Saved data entries:
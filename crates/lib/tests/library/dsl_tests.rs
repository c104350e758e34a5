use vmprov_lib::error::ProvisionError;
use vmprov_lib::eval::EvalError;
use vmprov_lib::platform::GuestPlatform;
use vmprov_lib::registry::DispatchError;
use vmprov_lib::session::Directive;

use super::common::{Project, kinds, texts};

const GIT_URL: &str = "https://git-osx-installer.googlecode.com/files/git-1.8.4.2-intel-universal-snow-leopard.dmg";

fn dispatch_error(result: Result<vmprov_lib::session::Session, EvalError>) -> DispatchError {
  match result {
    Err(EvalError::Provision(ProvisionError::Dispatch(err))) => err,
    other => panic!("expected a dispatch error, got {:?}", other.map(|s| s.len())),
  }
}

#[test]
fn install_git_end_to_end() {
  let project = Project::new(r#"Install "Git""#);
  let session = project.evaluate(GuestPlatform::Osx).unwrap();

  assert_eq!(kinds(&session), vec!["synced_folder", "shell", "shell", "shell", "file_copy"]);

  let texts = texts(&session);
  assert!(texts[0].contains("echo --------------- Installing git and copying .gitconfig from vm host ---------------"));
  assert!(texts[1].contains("curl -fL --create-dirs"));
  assert!(texts[1].contains(GIT_URL));

  let install = texts[2];
  let attach = install.find("hdiutil attach").unwrap();
  let installer = install.find("sudo installer -pkg").unwrap();
  let detach = install.rfind("hdiutil detach").unwrap();
  assert!(attach < installer && installer < detach);
}

#[test]
fn cached_dmg_skips_download() {
  let project = Project::new(r#"Install "Git""#);
  project.populate_cache(GIT_URL, "install.dmg");
  let session = project.evaluate(GuestPlatform::Osx).unwrap();
  assert_eq!(kinds(&session), vec!["synced_folder", "shell", "shell", "file_copy"]);
  assert!(texts(&session).iter().all(|t| !t.contains("curl")));
}

#[test]
fn repeated_install_downloads_once() {
  let project = Project::new("Install 'Git'\nInstall 'Git'");
  let session = project.evaluate(GuestPlatform::Osx).unwrap();
  let downloads = texts(&session).iter().filter(|t| t.contains("curl")).count();
  assert_eq!(downloads, 1);
}

#[test]
fn statement_forms_are_equivalent() {
  let a = Project::new(r#"Install "Git""#).evaluate(GuestPlatform::Osx).unwrap();
  let b = Project::new(r#"Install("Git")"#).evaluate(GuestPlatform::Osx).unwrap();
  let c = Project::new("install_git()").evaluate(GuestPlatform::Osx).unwrap();
  // The synced folder points into each project's own directory.
  assert_eq!(a.directives()[1..], b.directives()[1..]);
  assert_eq!(a.directives()[1..], c.directives()[1..]);
}

#[test]
fn flattened_names_ignore_case_and_underscores() {
  let session = Project::new("install_github_for_mac()")
    .evaluate(GuestPlatform::Osx)
    .unwrap();
  assert!(texts(&session).iter().any(|t| t.contains("unzip -qq -o -d /Applications")));
}

#[test]
fn dispatch_matrix() {
  let unknown_subject = dispatch_error(Project::new(r#"Frobnicate "Git""#).evaluate(GuestPlatform::Osx));
  assert_eq!(
    unknown_subject,
    DispatchError::UnknownSubject {
      subject: "Frobnicate".to_string()
    }
  );

  let missing_action = dispatch_error(Project::new("Install()").evaluate(GuestPlatform::Osx));
  assert_eq!(
    missing_action,
    DispatchError::MissingAction {
      subject: "Install".to_string()
    }
  );

  let unknown_action = dispatch_error(Project::new(r#"Install "Gti""#).evaluate(GuestPlatform::Osx));
  assert_eq!(
    unknown_action,
    DispatchError::UnknownAction {
      subject: "Install".to_string(),
      action: "Gti".to_string()
    }
  );

  let no_impl = dispatch_error(Project::new(r#"Install "Git""#).evaluate(GuestPlatform::Linux));
  assert_eq!(
    no_impl,
    DispatchError::NoImplementation {
      subject: "Install".to_string(),
      action: "Git".to_string(),
      platform: GuestPlatform::Linux
    }
  );

  let flattened = dispatch_error(Project::new("install_gti()").evaluate(GuestPlatform::Osx));
  assert!(matches!(flattened, DispatchError::UnknownAction { .. }));
}

#[test]
fn failure_after_output_yields_no_session() {
  let project = Project::new(
    r#"
      Setup("Box", "osx")
      Install "Git"
      Install "Nope"
    "#,
  );
  assert!(project.evaluate(GuestPlatform::Osx).is_err());
}

#[test]
fn cd_block_scopes_fragments() {
  let session = Project::new(
    r#"
      Git("Clone", "https://github.com/me/app.git", "/Users/vagrant/app")
      cd("/Users/vagrant/app", function()
        npm_install()
        Bundle "Install"
      end)
      Reboot "Vm"
    "#,
  )
  .evaluate(GuestPlatform::Osx)
  .unwrap();

  let dirs: Vec<_> = session.fragments().map(|f| f.directory.as_str()).collect();
  assert_eq!(
    dirs,
    vec![".", ".", "/Users/vagrant/app", "/Users/vagrant/app", "/Users/vagrant/app", "/Users/vagrant/app", ".", "."]
  );
}

#[test]
fn error_in_cd_block_is_reported() {
  let result = Project::new(r#"cd("/tmp", function() Install "Nope" end)"#).evaluate(GuestPlatform::Osx);
  assert!(matches!(
    dispatch_error(result),
    DispatchError::UnknownAction { .. }
  ));
}

#[test]
fn setup_statements() {
  let project = Project::new(
    r#"
      Setup("Box", "osx-10.9")
      Setup("Provider", "virtualbox", "dev-vm")
      Setup("ForwardedPort", { guest = 3000, host = 3001 })
    "#,
  );
  let session = project.evaluate(GuestPlatform::Linux).unwrap();
  assert_eq!(session.box_name(), Some("osx-10.9"));
  assert_eq!(
    session.directives()[3],
    Directive::ForwardedPort { guest: 3000, host: 3001 }
  );
}

#[test]
fn bad_argument_type() {
  let result = Project::new(r#"Setup("ForwardedPort", { guest = "x", host = 1 })"#).evaluate(GuestPlatform::Osx);
  assert!(matches!(result, Err(EvalError::Provision(ProvisionError::Argument(_)))));
}

#[test]
fn second_cache_binding_is_rejected() {
  let result = Project::new(r#"Setup("SyncedFolder", { host = "provisioning_cache", guest = "/.provisioning_cache" })"#)
    .evaluate(GuestPlatform::Osx);
  assert!(matches!(
    result,
    Err(EvalError::Provision(ProvisionError::DuplicateSyncedFolder { ref guest })) if guest == "/.provisioning_cache"
  ));
}

#[test]
fn cyclic_table_argument_is_an_error() {
  let result = Project::new("local t = { guest = 1, host = 2 }; t.me = t; Setup('ForwardedPort', t)")
    .evaluate(GuestPlatform::Osx);
  let Err(EvalError::Lua(err)) = result else {
    panic!("expected a Lua error, got {:?}", result.map(|s| s.len()));
  };
  assert!(err.to_string().contains("cyclic table"));
}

§ **How to complete this task**: Word for word, write out the data.

§ **Task response**:
filename crates/lib/tests/library/dsl_tests.rs
repository c104350e758e34a5
use vmprov_lib::error::ProvisionError;
use vmprov_lib::eval::EvalError;
use vmprov_lib::platform::GuestPlatform;
use vmprov_lib::registry::DispatchError;
use vmprov_lib::session::Directive;

use super::common::{Project, kinds, texts};

const GIT_URL: &str = "https://git-osx-installer.googlecode.com/files/git-1.8.4.2-intel-universal-snow-leopard.dmg";

fn dispatch_error(result: Result<vmprov_lib::session::Session, EvalError>) -> DispatchError {
  match result {
    Err(EvalError::Provision(ProvisionError::Dispatch(err))) => err,
    other => panic!("expected a dispatch error, got {:?}", other.map(|s| s.len())),
  }
}

#[test]
fn install_git_end_to_end() {
  let project = Project::new(r#"Install "Git""#);
  let session = project.evaluate(GuestPlatform::Osx).unwrap();

  assert_eq!(kinds(&session), vec!["synced_folder", "shell", "shell", "shell", "file_copy"]);

  let texts = texts(&session);
  assert!(texts[0].contains("echo --------------- Installing git and copying .gitconfig from vm host ---------------"));
  assert!(texts[1].contains("curl -fL --create-dirs"));
  assert!(texts[1].contains(GIT_URL));

  let install = texts[2];
  let attach = install.find("hdiutil attach").unwrap();
  let installer = install.find("sudo installer -pkg").unwrap();
  let detach = install.rfind("hdiutil detach").unwrap();
  assert!(attach < installer && installer < detach);
}

#[test]
fn cached_dmg_skips_download() {
  let project = Project::new(r#"Install "Git""#);
  project.populate_cache(GIT_URL, "install.dmg");
  let session = project.evaluate(GuestPlatform::Osx).unwrap();
  assert_eq!(kinds(&session), vec!["synced_folder", "shell", "shell", "file_copy"]);
  assert!(texts(&session).iter().all(|t| !t.contains("curl")));
}

#[test]
fn repeated_install_downloads_once() {
  let project = Project::new("Install 'Git'\nInstall 'Git'");
  let session = project.evaluate(GuestPlatform::Osx).unwrap();
  let downloads = texts(&session).iter().filter(|t| t.contains("curl")).count();
  assert_eq!(downloads, 1);
}

#[test]
fn statement_forms_are_equivalent() {
  let a = Project::new(r#"Install "Git""#).evaluate(GuestPlatform::Osx).unwrap();
  let b = Project::new(r#"Install("Git")"#).evaluate(GuestPlatform::Osx).unwrap();
  let c = Project::new("install_git()").evaluate(GuestPlatform::Osx).unwrap();
  // The synced folder points into each project's own directory.
  assert_eq!(a.directives()[1..], b.directives()[1..]);
  assert_eq!(a.directives()[1..], c.directives()[1..]);
}

#[test]
fn flattened_names_ignore_case_and_underscores() {
  let session = Project::new("install_github_for_mac()")
    .evaluate(GuestPlatform::Osx)
    .unwrap();
  assert!(texts(&session).iter().any(|t| t.contains("unzip -qq -o -d /Applications")));
}

#[test]
fn dispatch_matrix() {
  let unknown_subject = dispatch_error(Project::new(r#"Frobnicate "Git""#).evaluate(GuestPlatform::Osx));
  assert_eq!(
    unknown_subject,
    DispatchError::UnknownSubject {
      subject: "Frobnicate".to_string()
    }
  );

  let missing_action = dispatch_error(Project::new("Install()").evaluate(GuestPlatform::Osx));
  assert_eq!(
    missing_action,
    DispatchError::MissingAction {
      subject: "Install".to_string()
    }
  );

  let unknown_action = dispatch_error(Project::new(r#"Install "Gti""#).evaluate(GuestPlatform::Osx));
  assert_eq!(
    unknown_action,
    DispatchError::UnknownAction {
      subject: "Install".to_string(),
      action: "Gti".to_string()
    }
  );

  let no_impl = dispatch_error(Project::new(r#"Install "Git""#).evaluate(GuestPlatform::Linux));
  assert_eq!(
    no_impl,
    DispatchError::NoImplementation {
      subject: "Install".to_string(),
      action: "Git".to_string(),
      platform: GuestPlatform::Linux
    }
  );

  let flattened = dispatch_error(Project::new("install_gti()").evaluate(GuestPlatform::Osx));
  assert!(matches!(flattened, DispatchError::UnknownAction { .. }));
}

#[test]
fn failure_after_output_yields_no_session() {
  let project = Project::new(
    r#"
      Setup("Box", "osx")
      Install "Git"
      Install "Nope"
    "#,
  );
  assert!(project.evaluate(GuestPlatform::Osx).is_err());
}

#[test]
fn cd_block_scopes_fragments() {
  let session = Project::new(
    r#"
      Git("Clone", "https://github.com/me/app.git", "/Users/vagrant/app")
      cd("/Users/vagrant/app", function()
        npm_install()
        Bundle "Install"
      end)
      Reboot "Vm"
    "#,
  )
  .evaluate(GuestPlatform::Osx)
  .unwrap();

  let dirs: Vec<_> = session.fragments().map(|f| f.directory.as_str()).collect();
  assert_eq!(
    dirs,
    vec![".", ".", "/Users/vagrant/app", "/Users/vagrant/app", "/Users/vagrant/app", "/Users/vagrant/app", ".", "."]
  );
}

#[test]
fn error_in_cd_block_is_reported() {
  let result = Project::new(r#"cd("/tmp", function() Install "Nope" end)"#).evaluate(GuestPlatform::Osx);
  assert!(matches!(
    dispatch_error(result),
    DispatchError::UnknownAction { .. }
  ));
}

#[test]
fn setup_statements() {
  let project = Project::new(
    r#"
      Setup("Box", "osx-10.9")
      Setup("Provider", "virtualbox", "dev-vm")
      Setup("ForwardedPort", { guest = 3000, host = 3001 })
    "#,
  );
  let session = project.evaluate(GuestPlatform::Linux).unwrap();
  assert_eq!(session.box_name(), Some("osx-10.9"));
  assert_eq!(
    session.directives()[3],
    Directive::ForwardedPort { guest: 3000, host: 3001 }
  );
}

#[test]
fn bad_argument_type() {
  let result = Project::new(r#"Setup("ForwardedPort", { guest = "x", host = 1 })"#).evaluate(GuestPlatform::Osx);
  assert!(matches!(result, Err(EvalError::Provision(ProvisionError::Argument(_)))));
}

#[test]
fn second_cache_binding_is_rejected() {
  let result = Project::new(r#"Setup("SyncedFolder", { host = "provisioning_cache", guest = "/.provisioning_cache" })"#)
    .evaluate(GuestPlatform::Osx);
  assert!(matches!(
    result,
    Err(EvalError::Provision(ProvisionError::DuplicateSyncedFolder { ref guest })) if guest == "/.provisioning_cache"
  ));
}

#[test]
fn cyclic_table_argument_is_an_error() {
  let result = Project::new("local t = { guest = 1, host = 2 }; t.me = t; Setup('ForwardedPort', t)")
    .evaluate(GuestPlatform::Osx);
  let Err(EvalError::Lua(err)) = result else {
    panic!("expected a Lua error, got {:?}", result.map(|s| s.len()));
  };
  assert!(err.to_string().contains("cyclic table"));
}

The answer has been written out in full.